• Aim of the task: For each line below, check for "FrameSize"; give only the total of lines where it occurs.

• Supplied records:
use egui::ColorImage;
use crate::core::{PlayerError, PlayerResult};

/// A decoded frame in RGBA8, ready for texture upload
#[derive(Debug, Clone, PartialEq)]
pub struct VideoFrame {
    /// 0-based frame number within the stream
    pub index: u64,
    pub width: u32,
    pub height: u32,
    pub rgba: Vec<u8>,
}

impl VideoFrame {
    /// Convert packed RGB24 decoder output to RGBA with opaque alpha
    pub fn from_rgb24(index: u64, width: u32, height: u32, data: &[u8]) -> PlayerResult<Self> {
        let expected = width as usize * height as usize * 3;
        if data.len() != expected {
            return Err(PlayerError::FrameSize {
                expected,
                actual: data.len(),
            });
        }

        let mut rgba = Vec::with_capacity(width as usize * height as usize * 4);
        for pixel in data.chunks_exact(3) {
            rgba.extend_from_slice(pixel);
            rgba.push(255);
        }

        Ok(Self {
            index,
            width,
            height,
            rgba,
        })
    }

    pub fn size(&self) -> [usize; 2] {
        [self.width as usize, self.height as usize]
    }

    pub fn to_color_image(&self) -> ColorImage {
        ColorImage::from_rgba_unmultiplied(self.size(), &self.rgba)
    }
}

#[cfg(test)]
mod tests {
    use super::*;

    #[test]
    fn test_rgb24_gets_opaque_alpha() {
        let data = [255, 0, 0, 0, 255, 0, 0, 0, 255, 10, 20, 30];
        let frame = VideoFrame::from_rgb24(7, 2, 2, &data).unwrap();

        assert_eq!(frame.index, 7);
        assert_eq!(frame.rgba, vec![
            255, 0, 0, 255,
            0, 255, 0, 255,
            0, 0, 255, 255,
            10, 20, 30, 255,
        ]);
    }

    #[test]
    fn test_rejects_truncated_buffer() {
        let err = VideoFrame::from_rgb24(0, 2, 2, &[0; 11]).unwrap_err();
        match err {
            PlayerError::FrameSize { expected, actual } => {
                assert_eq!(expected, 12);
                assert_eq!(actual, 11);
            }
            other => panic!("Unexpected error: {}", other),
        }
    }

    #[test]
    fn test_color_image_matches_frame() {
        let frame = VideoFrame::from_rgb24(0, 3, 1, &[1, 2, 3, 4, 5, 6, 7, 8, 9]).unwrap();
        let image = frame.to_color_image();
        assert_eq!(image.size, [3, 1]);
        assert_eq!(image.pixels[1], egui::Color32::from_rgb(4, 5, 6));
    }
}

* * *

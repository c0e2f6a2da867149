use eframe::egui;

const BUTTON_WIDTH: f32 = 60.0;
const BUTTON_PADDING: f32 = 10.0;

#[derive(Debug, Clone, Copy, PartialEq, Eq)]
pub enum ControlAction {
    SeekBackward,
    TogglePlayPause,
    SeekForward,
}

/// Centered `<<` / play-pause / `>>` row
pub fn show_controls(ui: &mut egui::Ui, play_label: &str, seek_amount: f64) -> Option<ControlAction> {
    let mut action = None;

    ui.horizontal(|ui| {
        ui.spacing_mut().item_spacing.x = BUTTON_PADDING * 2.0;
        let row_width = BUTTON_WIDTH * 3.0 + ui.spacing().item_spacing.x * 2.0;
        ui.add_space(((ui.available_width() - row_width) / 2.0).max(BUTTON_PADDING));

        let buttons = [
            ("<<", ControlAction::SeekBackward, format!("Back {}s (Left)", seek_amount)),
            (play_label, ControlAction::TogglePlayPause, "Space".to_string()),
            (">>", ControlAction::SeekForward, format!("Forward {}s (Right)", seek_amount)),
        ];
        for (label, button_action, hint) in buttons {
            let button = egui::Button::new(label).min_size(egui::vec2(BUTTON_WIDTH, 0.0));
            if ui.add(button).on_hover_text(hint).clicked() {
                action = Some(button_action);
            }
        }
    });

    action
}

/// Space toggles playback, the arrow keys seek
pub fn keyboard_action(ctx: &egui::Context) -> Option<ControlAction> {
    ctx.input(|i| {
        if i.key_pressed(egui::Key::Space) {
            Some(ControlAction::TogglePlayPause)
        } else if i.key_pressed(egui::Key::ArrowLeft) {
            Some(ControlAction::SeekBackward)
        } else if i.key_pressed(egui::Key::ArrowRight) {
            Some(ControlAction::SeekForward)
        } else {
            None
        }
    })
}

• Answer space: 2